_WORK TO COMPLETE_
Up to and including the line with "base font metrics", please reproduce the lines below exactly, beginning with the first.

[Data entries]
========================
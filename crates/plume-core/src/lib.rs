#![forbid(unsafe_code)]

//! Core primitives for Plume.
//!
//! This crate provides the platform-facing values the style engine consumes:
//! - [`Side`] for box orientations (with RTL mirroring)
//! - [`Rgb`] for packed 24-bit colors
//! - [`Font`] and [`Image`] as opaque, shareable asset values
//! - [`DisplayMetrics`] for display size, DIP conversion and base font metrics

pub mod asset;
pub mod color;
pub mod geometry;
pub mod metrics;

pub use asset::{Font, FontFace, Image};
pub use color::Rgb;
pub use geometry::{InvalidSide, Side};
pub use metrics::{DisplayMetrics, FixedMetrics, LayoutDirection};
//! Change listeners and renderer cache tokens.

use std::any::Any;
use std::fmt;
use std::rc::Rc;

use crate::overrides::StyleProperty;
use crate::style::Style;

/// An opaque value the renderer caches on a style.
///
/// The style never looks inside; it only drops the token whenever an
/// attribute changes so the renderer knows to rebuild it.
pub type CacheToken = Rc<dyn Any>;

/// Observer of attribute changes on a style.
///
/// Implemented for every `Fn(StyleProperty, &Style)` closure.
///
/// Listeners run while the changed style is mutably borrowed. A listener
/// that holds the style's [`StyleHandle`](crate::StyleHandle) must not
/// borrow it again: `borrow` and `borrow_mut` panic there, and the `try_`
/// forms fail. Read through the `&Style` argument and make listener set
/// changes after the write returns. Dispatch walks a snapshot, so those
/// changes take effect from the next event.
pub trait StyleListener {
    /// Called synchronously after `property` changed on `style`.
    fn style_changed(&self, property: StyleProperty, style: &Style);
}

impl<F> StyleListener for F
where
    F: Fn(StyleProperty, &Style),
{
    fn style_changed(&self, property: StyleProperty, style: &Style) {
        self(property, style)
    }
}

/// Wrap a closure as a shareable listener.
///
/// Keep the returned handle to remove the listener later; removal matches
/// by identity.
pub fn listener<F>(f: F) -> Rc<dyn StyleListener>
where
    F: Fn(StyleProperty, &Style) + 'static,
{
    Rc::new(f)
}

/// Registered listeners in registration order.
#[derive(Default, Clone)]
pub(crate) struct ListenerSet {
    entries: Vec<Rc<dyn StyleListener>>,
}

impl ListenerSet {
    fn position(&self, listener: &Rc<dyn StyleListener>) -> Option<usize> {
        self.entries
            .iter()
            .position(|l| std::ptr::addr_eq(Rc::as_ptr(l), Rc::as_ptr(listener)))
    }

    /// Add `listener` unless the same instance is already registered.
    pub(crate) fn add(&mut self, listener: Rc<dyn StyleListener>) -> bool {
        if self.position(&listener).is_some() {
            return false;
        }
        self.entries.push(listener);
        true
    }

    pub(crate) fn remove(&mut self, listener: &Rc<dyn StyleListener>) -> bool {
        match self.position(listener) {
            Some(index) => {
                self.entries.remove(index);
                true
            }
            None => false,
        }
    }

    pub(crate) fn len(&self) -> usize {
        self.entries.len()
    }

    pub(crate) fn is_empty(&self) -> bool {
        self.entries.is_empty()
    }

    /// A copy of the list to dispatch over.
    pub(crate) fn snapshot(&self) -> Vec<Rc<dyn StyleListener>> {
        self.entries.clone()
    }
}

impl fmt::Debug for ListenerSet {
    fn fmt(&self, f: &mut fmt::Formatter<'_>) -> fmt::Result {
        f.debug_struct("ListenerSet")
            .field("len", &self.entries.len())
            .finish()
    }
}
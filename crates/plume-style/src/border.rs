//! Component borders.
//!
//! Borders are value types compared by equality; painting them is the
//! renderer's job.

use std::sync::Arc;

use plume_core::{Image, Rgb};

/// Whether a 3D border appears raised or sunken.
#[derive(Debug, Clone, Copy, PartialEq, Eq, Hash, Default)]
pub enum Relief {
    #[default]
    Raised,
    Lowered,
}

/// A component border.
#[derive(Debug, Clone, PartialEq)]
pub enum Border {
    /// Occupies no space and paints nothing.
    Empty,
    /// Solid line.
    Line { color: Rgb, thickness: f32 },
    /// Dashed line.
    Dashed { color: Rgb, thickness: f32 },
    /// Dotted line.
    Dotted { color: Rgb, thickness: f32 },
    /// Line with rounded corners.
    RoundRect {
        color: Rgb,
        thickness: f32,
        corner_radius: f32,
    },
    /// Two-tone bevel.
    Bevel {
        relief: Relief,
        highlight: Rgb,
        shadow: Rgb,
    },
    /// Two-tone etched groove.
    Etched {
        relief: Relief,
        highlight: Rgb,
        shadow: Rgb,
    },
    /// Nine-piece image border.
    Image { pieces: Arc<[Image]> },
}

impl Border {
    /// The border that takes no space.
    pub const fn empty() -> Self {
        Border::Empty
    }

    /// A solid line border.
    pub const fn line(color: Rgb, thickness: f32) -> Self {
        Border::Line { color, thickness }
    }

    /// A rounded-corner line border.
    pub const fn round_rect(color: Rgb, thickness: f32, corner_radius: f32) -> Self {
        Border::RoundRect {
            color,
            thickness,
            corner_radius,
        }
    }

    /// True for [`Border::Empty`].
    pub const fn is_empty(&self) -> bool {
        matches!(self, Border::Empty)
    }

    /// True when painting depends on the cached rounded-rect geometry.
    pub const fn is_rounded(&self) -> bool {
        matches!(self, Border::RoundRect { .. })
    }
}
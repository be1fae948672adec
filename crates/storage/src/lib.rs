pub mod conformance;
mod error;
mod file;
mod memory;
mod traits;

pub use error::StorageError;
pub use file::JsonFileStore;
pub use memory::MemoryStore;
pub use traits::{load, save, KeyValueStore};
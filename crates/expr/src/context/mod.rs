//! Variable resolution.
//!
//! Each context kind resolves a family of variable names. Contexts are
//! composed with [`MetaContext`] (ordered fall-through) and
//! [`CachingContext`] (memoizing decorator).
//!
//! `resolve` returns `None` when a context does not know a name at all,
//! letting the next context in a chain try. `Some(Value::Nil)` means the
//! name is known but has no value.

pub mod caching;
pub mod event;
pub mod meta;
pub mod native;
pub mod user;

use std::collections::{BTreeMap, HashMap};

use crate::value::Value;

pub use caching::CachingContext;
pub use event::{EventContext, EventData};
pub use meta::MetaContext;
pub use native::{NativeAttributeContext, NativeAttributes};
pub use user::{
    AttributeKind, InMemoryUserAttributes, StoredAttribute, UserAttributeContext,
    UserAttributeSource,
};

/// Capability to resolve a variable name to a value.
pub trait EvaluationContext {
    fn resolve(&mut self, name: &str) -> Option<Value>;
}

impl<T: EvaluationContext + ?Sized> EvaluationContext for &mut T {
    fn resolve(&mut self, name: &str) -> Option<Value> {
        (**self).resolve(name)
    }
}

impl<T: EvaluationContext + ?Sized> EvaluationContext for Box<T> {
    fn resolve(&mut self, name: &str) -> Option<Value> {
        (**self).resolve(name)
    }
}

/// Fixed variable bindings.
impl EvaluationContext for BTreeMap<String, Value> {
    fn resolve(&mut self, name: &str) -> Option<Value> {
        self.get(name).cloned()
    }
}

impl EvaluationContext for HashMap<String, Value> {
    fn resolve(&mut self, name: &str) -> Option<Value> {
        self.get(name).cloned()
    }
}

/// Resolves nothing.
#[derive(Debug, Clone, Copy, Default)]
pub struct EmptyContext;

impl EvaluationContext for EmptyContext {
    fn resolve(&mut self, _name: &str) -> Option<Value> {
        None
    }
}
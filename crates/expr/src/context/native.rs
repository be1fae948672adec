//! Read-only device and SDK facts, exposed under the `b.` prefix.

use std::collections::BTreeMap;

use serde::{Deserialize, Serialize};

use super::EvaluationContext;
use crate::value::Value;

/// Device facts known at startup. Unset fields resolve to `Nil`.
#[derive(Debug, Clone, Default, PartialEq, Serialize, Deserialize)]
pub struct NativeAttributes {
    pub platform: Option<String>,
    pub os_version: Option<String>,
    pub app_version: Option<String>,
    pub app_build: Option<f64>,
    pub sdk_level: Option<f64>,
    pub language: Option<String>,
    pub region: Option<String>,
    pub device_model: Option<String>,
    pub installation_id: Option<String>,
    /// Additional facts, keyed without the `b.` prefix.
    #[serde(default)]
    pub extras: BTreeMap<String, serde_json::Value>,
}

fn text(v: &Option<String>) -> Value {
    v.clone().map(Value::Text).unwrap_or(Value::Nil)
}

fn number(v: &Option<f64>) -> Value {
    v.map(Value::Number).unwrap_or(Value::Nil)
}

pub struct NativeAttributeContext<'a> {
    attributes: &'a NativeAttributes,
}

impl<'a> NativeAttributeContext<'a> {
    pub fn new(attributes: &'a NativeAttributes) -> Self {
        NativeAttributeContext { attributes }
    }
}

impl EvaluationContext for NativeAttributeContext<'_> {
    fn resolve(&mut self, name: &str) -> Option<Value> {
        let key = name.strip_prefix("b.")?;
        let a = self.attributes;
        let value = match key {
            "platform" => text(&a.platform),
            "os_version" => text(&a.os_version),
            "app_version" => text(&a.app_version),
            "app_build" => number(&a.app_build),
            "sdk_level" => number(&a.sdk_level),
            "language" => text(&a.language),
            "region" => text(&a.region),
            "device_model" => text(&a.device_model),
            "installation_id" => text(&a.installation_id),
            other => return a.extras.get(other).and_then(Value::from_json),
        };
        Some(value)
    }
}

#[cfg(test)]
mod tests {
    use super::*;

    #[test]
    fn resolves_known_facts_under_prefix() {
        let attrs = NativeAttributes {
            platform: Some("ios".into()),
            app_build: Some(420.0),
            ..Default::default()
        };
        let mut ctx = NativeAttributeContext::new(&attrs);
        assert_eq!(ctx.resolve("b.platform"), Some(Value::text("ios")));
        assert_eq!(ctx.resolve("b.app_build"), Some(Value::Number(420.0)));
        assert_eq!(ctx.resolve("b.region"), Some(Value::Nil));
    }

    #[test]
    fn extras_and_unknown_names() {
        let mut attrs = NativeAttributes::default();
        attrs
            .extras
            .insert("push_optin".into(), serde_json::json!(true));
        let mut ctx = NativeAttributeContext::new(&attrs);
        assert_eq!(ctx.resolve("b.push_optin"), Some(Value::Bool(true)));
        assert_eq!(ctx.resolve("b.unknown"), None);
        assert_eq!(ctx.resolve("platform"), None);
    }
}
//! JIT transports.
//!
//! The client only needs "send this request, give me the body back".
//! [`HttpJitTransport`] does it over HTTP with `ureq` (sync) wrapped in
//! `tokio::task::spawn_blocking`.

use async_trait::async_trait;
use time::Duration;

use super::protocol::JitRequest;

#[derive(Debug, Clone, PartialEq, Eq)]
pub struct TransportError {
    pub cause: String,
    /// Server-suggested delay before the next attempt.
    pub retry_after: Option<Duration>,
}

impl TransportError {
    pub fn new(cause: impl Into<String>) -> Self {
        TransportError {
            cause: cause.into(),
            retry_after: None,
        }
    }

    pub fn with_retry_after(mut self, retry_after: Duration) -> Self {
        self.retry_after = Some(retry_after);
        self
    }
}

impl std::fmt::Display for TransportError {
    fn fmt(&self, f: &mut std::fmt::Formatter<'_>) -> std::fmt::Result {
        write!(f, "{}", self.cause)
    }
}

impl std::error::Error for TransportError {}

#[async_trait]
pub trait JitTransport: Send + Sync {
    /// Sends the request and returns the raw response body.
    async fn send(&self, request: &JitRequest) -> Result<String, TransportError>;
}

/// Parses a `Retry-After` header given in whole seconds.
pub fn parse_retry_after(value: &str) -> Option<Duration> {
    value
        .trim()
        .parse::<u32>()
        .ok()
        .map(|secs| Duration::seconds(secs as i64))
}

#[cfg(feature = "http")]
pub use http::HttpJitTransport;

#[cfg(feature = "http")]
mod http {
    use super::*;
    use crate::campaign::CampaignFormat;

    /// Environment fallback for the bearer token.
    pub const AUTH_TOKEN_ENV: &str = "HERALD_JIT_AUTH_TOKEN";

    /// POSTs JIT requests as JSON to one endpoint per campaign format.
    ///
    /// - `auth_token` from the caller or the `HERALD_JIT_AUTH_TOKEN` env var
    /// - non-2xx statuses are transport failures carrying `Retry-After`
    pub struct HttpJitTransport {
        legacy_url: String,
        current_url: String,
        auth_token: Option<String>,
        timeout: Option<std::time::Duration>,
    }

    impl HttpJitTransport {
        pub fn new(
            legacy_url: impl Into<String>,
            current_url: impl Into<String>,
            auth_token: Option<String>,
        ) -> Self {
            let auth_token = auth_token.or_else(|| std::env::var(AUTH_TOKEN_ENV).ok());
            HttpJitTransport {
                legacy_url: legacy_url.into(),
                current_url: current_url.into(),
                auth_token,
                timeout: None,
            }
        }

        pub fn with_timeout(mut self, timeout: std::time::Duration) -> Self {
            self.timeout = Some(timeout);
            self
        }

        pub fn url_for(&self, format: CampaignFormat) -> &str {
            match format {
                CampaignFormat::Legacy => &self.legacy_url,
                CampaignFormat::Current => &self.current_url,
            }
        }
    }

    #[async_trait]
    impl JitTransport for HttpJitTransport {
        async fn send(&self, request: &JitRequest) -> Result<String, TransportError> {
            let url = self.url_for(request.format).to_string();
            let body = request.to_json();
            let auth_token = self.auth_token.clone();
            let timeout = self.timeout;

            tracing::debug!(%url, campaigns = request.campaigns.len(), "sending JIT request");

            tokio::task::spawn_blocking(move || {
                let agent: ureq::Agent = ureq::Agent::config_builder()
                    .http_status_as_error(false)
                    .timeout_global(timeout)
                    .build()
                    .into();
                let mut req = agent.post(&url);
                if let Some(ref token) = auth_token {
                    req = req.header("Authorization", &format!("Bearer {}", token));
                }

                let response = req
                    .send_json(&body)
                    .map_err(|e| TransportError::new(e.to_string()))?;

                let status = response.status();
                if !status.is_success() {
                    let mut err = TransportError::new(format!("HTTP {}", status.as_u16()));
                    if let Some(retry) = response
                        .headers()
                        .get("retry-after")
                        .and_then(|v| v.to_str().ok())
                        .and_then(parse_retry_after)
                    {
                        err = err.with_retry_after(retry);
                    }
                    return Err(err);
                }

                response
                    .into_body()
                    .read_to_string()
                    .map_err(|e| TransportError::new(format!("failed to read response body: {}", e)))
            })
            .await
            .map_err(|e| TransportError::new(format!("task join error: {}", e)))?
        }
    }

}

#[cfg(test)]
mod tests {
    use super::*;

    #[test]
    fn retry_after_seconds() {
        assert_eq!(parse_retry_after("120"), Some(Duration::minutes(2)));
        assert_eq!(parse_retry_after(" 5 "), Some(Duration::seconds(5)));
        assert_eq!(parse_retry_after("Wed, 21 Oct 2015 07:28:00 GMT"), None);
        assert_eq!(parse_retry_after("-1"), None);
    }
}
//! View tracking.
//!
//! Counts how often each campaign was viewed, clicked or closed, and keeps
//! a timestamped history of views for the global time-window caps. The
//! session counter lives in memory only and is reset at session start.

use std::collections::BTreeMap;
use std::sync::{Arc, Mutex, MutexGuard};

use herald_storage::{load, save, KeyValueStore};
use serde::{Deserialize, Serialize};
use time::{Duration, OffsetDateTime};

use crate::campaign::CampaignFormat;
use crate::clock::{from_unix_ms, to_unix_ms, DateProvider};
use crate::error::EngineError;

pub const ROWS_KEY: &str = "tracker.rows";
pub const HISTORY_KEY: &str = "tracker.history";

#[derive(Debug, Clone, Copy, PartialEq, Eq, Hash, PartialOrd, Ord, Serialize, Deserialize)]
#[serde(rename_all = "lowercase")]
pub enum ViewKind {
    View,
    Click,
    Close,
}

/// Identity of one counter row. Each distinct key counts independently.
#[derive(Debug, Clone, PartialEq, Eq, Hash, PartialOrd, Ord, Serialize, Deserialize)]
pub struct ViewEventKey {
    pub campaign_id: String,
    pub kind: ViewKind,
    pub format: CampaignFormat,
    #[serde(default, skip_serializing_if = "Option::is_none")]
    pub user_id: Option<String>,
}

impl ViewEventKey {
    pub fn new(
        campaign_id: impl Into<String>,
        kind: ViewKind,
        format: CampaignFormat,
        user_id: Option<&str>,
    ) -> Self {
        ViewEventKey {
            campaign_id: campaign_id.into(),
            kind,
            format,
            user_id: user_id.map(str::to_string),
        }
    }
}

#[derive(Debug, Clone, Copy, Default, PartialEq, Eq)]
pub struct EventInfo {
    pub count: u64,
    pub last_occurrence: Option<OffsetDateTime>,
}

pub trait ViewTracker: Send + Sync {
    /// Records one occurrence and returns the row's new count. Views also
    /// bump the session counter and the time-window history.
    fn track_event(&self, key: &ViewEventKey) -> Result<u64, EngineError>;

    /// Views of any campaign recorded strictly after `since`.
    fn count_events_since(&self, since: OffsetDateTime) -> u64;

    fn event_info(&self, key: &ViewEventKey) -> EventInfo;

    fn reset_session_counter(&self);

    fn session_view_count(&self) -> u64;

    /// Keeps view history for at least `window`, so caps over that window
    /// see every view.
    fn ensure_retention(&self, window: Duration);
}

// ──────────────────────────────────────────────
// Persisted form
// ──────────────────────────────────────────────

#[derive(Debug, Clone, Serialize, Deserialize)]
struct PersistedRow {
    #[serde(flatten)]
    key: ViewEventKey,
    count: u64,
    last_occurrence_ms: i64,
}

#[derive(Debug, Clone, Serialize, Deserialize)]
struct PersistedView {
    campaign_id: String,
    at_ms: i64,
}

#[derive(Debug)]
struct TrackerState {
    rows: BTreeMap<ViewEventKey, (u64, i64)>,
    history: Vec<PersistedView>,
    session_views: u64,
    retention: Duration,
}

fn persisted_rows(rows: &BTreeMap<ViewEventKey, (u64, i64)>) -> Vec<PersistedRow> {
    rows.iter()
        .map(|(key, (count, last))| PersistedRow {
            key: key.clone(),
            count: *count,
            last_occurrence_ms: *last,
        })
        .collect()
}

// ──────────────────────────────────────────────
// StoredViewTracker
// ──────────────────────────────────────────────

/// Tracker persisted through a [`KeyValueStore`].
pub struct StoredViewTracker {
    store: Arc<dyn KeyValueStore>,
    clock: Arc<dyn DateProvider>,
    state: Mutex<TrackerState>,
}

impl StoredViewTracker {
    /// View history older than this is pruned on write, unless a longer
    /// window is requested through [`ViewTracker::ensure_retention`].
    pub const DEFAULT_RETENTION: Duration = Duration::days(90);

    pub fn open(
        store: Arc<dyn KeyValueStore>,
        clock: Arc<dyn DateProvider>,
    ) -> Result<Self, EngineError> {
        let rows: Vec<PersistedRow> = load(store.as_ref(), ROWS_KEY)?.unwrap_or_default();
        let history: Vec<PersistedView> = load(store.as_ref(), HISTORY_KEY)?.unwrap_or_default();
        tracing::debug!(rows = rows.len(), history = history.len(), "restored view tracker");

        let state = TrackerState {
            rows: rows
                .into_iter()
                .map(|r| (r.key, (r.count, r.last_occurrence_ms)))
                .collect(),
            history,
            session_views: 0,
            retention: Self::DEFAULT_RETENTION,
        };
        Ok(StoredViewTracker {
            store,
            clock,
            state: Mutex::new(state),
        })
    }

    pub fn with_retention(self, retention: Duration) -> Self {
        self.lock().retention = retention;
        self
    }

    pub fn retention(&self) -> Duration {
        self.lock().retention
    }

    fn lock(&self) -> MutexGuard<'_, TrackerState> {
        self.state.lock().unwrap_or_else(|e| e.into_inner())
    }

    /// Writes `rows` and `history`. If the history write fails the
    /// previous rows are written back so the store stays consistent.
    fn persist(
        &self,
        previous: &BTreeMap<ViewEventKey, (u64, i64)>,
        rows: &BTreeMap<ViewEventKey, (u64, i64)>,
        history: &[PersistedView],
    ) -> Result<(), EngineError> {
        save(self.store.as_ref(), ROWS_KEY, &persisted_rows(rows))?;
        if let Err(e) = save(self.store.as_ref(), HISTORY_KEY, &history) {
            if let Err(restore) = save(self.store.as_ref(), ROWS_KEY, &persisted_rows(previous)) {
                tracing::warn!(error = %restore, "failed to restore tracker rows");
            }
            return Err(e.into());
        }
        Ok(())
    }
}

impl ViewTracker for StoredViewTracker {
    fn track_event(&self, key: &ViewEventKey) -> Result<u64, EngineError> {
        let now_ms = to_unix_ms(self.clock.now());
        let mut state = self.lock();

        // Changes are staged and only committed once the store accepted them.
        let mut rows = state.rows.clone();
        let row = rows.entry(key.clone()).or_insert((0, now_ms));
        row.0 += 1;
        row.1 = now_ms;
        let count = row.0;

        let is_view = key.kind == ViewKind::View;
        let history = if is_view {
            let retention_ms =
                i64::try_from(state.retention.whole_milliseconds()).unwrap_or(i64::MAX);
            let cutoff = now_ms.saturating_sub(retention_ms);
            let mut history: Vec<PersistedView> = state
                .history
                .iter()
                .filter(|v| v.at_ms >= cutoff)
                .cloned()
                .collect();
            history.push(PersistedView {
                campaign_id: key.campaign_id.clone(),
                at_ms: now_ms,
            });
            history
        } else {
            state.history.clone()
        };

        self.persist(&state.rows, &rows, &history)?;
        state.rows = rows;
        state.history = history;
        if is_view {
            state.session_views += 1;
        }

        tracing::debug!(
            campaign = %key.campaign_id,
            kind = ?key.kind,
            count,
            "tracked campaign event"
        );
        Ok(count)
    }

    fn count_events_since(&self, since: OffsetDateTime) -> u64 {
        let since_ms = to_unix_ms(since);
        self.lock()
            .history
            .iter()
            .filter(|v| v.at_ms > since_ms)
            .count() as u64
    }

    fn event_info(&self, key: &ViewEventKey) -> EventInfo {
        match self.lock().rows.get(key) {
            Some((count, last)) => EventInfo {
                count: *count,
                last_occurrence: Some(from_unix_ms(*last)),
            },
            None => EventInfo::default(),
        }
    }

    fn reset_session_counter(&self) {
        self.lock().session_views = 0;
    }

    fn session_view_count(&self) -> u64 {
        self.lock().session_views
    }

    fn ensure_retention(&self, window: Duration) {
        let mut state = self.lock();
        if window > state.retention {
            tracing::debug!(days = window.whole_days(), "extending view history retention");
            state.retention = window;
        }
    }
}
========================
_ANSWER TO THIS EXERCISE_
filename crates/plume-core/src/lib.rs
#![forbid(unsafe_code)]

//! Core primitives for Plume.
//!
//! This crate provides the platform-facing values the style engine consumes:
//! - [`Side`] for box orientations (with RTL mirroring)
//! - [`Rgb`] for packed 24-bit colors
//! - [`Font`] and [`Image`] as opaque, shareable asset values
//! - [`DisplayMetrics`] for display size, DIP conversion and base font metrics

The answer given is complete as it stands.